Repeat only the lines below from the one containing "for entity in speculative" through the one containing "fn assign_inputs(&mut self, frame: Frame)", inclusive, exactly as written.

STUDY MATERIAL:
-- -- --
impl RollbackManager {
    pub fn new() -> Self {
        Self {
            entities: EntityManager::new(),
            current: SimState::new(),
            last_validated: SimState::new(),
            transforms: TransformManager::new(),
            input_window: InputWindow::new(),
            last_validate_frame: 0,
            created_entities: Vec::new(),
            player_entities: [INVALID_ENTITY; MAX_PLAYER_NMB],
            simulated_frame: 0,
        }
    }

    // ------------------------------------------------------------------------
    // Input window
    // ------------------------------------------------------------------------

    pub fn set_player_input(&mut self, player: PlayerNumber, input: PlayerInput, frame: Frame) {
        self.input_window.set_player_input(player, input, frame);
    }

    pub fn start_new_frame(&mut self, new_frame: Frame) {
        self.input_window.start_new_frame(new_frame);
    }

    pub fn input_at_frame(&self, player: PlayerNumber, frame: Frame) -> PlayerInput {
        self.input_window.input_at_frame(player, frame)
    }

    pub fn last_received_frame(&self, player: PlayerNumber) -> Frame {
        self.input_window.last_received_frame(player)
    }

    pub fn input_window(&self) -> &InputWindow {
        &self.input_window
    }

    /// Newest frame known to the input window.
    pub fn current_frame(&self) -> Frame {
        self.input_window.current_frame()
    }

    pub fn last_validate_frame(&self) -> Frame {
        self.last_validate_frame
    }

    // ------------------------------------------------------------------------
    // Resimulation
    // ------------------------------------------------------------------------

    /// Rebuild the current state by replaying every frame after the last
    /// validated one up to `target`.
    ///
    /// `target` is the caller's local frame. Remote inputs can push the
    /// window further ahead, and those frames are not predicted. It is
    /// clamped between the last validated frame and the window's newest frame.
    pub fn simulate_to_frame(&mut self, target: Frame) {
        let target = target
            .max(self.last_validate_frame)
            .min(self.input_window.current_frame());
        self.restore_last_validated();
        self.resimulate_to(target);
        self.update_transforms();
    }

    /// Commit the state at `new_validate_frame` as the new validated state.
    ///
    /// # Panics
    /// If any player's inputs are not known up to `new_validate_frame`, or if
    /// `new_validate_frame` is older than the last validated frame.
    pub fn validate_frame(&mut self, new_validate_frame: Frame) {
        assert!(
            new_validate_frame >= self.last_validate_frame,
            "validate frame {new_validate_frame} is older than last validated frame {}",
            self.last_validate_frame
        );
        for player in 0..MAX_PLAYER_NMB as PlayerNumber {
            let last_received = self.input_window.last_received_frame(player);
            assert!(
                last_received >= new_validate_frame,
                "cannot validate frame {new_validate_frame}: player {player} inputs only known up to {last_received}"
            );
        }

        self.restore_last_validated();
        self.resimulate_to(new_validate_frame);

        let destroyed: Vec<Entity> = self.entities.entities_with(EntityMask::DESTROYED).collect();
        for entity in destroyed {
            self.remove_entity(entity);
        }

        self.last_validated.clone_from(&self.current);
        self.last_validate_frame = new_validate_frame;
        self.created_entities
            .retain(|created| created.created_frame > new_validate_frame);
        self.update_transforms();

        debug!(frame = new_validate_frame, "frame validated");
    }

    /// Validate `new_validate_frame` and compare every player's checksum with
    /// the authoritative values.
    ///
    /// # Panics
    /// On any checksum mismatch; the simulation has diverged.
    pub fn confirm_frame(
        &mut self,
        new_validate_frame: Frame,
        server_physics_states: &[PhysicsState; MAX_PLAYER_NMB],
    ) {
        self.validate_frame(new_validate_frame);
        for (player, &expected) in server_physics_states.iter().enumerate() {
            let player = player as PlayerNumber;
            let local = self.validate_physics_state(player);
            if local != expected {
                error!(
                    player,
                    frame = new_validate_frame,
                    local,
                    expected,
                    "physics state mismatch after validation"
                );
            }
            assert_eq!(
                local, expected,
                "desync at frame {new_validate_frame} for player {player}"
            );
        }
    }

    /// 16-bit checksum of the validated body of `player`, 0 if not spawned.
    pub fn validate_physics_state(&self, player: PlayerNumber) -> PhysicsState {
        self.player_entity(player)
            .and_then(|entity| self.last_validated.physics.body(entity))
            .map(physics_state_of)
            .unwrap_or(0)
    }

    // ------------------------------------------------------------------------
    // Spawning and destruction
    // ------------------------------------------------------------------------

    /// Spawn `player` on `entity` in both states at once.
    pub fn spawn_player(
        &mut self,
        player: PlayerNumber,
        entity: Entity,
        position: Vec2,
        rotation: f32,
    ) {
        assert!(
            usize::from(player) < MAX_PLAYER_NMB,
            "player number {player} out of range"
        );
        let body = Body {
            position,
            rotation,
            ..Body::default()
        };
        let collider = BoxCollider {
            extends: PLAYER_BOX_EXTENDS,
        };

        self.entities.add_component_type(
            entity,
            EntityMask::BODY2D
                | EntityMask::BOX_COLLIDER2D
                | EntityMask::TRANSFORM
                | EntityMask::PLAYER_CHARACTER,
        );
        for state in [&mut self.current, &mut self.last_validated] {
            state.physics.set_body(entity, body);
            state.physics.set_box(entity, collider);
            state.players.insert(entity, PlayerCharacter::new(player));
        }
        self.transforms.set_position(entity, position);
        self.transforms.set_rotation(entity, rotation);
        self.player_entities[usize::from(player)] = entity;

        debug!(player, entity, "player spawned");
    }

    /// Spawn a bullet on `entity` in the current state only, recorded as
    /// created at the frame being simulated.
    pub fn spawn_bullet(
        &mut self,
        player: PlayerNumber,
        entity: Entity,
        position: Vec2,
        velocity: Vec2,
    ) {
        self.created_entities.push(CreatedEntity {
            entity,
            created_frame: self.simulated_frame,
        });
        self.entities.add_component_type(
            entity,
            EntityMask::BODY2D
                | EntityMask::BOX_COLLIDER2D
                | EntityMask::TRANSFORM
                | EntityMask::BULLET,
        );
        self.current.physics.set_body(
            entity,
            Body {
                position,
                velocity,
                ..Body::default()
            },
        );
        self.current.physics.set_box(
            entity,
            BoxCollider {
                extends: BULLET_BOX_EXTENDS,
            },
        );
        self.current.bullets.insert(entity, Bullet::new(player));
        self.transforms.set_position(entity, position);
        self.transforms.set_scale(entity, Vec2::ONE * BULLET_SCALE);
    }

    /// Soft-delete `entity`; it is physically removed once the frame that
    /// destroyed it is validated.
    pub fn destroy_entity(&mut self, entity: Entity) {
        self.entities.add_component_type(entity, EntityMask::DESTROYED);
    }

    // ------------------------------------------------------------------------
    // Accessors
    // ------------------------------------------------------------------------

    pub fn player_entity(&self, player: PlayerNumber) -> Option<Entity> {
        self.player_entities
            .get(usize::from(player))
            .copied()
            .filter(|&entity| entity != INVALID_ENTITY)
    }

    pub fn entity_manager(&self) -> &EntityManager {
        &self.entities
    }

    pub(crate) fn entity_manager_mut(&mut self) -> &mut EntityManager {
        &mut self.entities
    }

    pub fn current_state(&self) -> &SimState {
        &self.current
    }

    pub fn last_validated_state(&self) -> &SimState {
        &self.last_validated
    }

    pub fn transforms(&self) -> &TransformManager {
        &self.transforms
    }

    pub fn created_entities(&self) -> &[CreatedEntity] {
        &self.created_entities
    }

    // ------------------------------------------------------------------------
    // Internals
    // ------------------------------------------------------------------------

    /// Undo everything simulated after the last validated frame.
    fn restore_last_validated(&mut self) {
        let last_validate_frame = self.last_validate_frame;
        let speculative: Vec<Entity> = self
            .created_entities
            .iter()
            .filter(|created| created.created_frame > last_validate_frame)
            .map(|created| created.entity)
            .collect();
        self.created_entities
            .retain(|created| created.created_frame <= last_validate_frame);
        for entity in speculative {
            self.remove_entity(entity);
        }

        let destroyed: Vec<Entity> = self.entities.entities_with(EntityMask::DESTROYED).collect();
        for entity in destroyed {
            self.entities.remove_component_type(entity, EntityMask::DESTROYED);
        }

        self.current.clone_from(&self.last_validated);
    }

    /// Replay frames `last_validate_frame + 1 ..= target` on the current state.
    fn resimulate_to(&mut self, target: Frame) {
        for frame in self.last_validate_frame + 1..=target {
            self.simulated_frame = frame;
            self.assign_inputs(frame);
            self.fixed_update();
        }
    }

    fn assign_inputs(&mut self, frame: Frame) {
        for player in 0..MAX_PLAYER_NMB as PlayerNumber {
            let Some(entity) = self.player_entity(player) else {
                continue;
            };
            let input = self.input_window.input_at_frame(player, frame);
            if let Some(character) = self.current.players.get_mut(entity) {
                character.input = input;
            }
        }
    }

    /// One fixed step: bullets, then players, then physics and triggers.
    fn fixed_update(&mut self) {
        let expired = self.current.bullets.fixed_update(&self.entities, FIXED_PERIOD);
        for entity in expired {
            self.destroy_entity(entity);
        }

        let spawns = self.current.players.fixed_update(
            &self.entities,
            &mut self.current.physics,
            FIXED_PERIOD,
        );
        for spawn in spawns {
            let entity = self.entities.create_entity();
            self.spawn_bullet(spawn.player_number, entity, spawn.position, spawn.velocity);
        }

        let triggers = self
            .current
            .physics
            .fixed_update(&self.entities, FIXED_PERIOD);
        for trigger in triggers {
            self.on_trigger(trigger);
        }
    }

    fn on_trigger(&mut self, trigger: Trigger) {
        let Trigger { first, second } = trigger;
        let (player_entity, bullet_entity) = if self.is_player(first) && self.is_bullet(second) {
            (first, second)
        } else if self.is_player(second) && self.is_bullet(first) {
            (second, first)
        } else {
            return;
        };
        if !self.entities.is_live(bullet_entity) {
            return;
        }
        let Some(bullet) = self.current.bullets.get(bullet_entity).copied() else {
            return;
        };
        let Some(character) = self.current.players.get_mut(player_entity) else {
            return;
        };
        if bullet.player_number == character.player_number {
            return;
        }
        if character.invincibility_time <= 0.0 {
            character.health = character.health.saturating_sub(1);
            character.invincibility_time = PLAYER_INVINCIBILITY_PERIOD;
        }
        self.destroy_entity(bullet_entity);
    }

    fn is_player(&self, entity: Entity) -> bool {
        self.entities.has_component(entity, EntityMask::PLAYER_CHARACTER)
    }

    fn is_bullet(&self, entity: Entity) -> bool {
        self.entities.has_component(entity, EntityMask::BULLET)
    }

    /// Physically free `entity` and its current-state components.
    fn remove_entity(&mut self, entity: Entity) {
        self.current.remove_entity(entity);
        self.transforms.remove(entity);
        self.entities.destroy_entity(entity);
    }

    fn update_transforms(&mut self) {
        let entities = &self.entities;
        let physics = &self.current.physics;
        for entity in entities.entities_with(EntityMask::TRANSFORM) {
            if let Some(body) = physics.body(entity) {
                self.transforms.set_position(entity, body.position);
                self.transforms.set_rotation(entity, body.rotation);
            }
        }
    }
}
-- -- --
ANSWER AREA:
        for entity in speculative {
            self.remove_entity(entity);
        }

        let destroyed: Vec<Entity> = self.entities.entities_with(EntityMask::DESTROYED).collect();
        for entity in destroyed {
            self.entities.remove_component_type(entity, EntityMask::DESTROYED);
        }

        self.current.clone_from(&self.last_validated);
    }

    /// Replay frames `last_validate_frame + 1 ..= target` on the current state.
    fn resimulate_to(&mut self, target: Frame) {
        for frame in self.last_validate_frame + 1..=target {
            self.simulated_frame = frame;
            self.assign_inputs(frame);
            self.fixed_update();
        }
    }

    fn assign_inputs(&mut self, frame: Frame) {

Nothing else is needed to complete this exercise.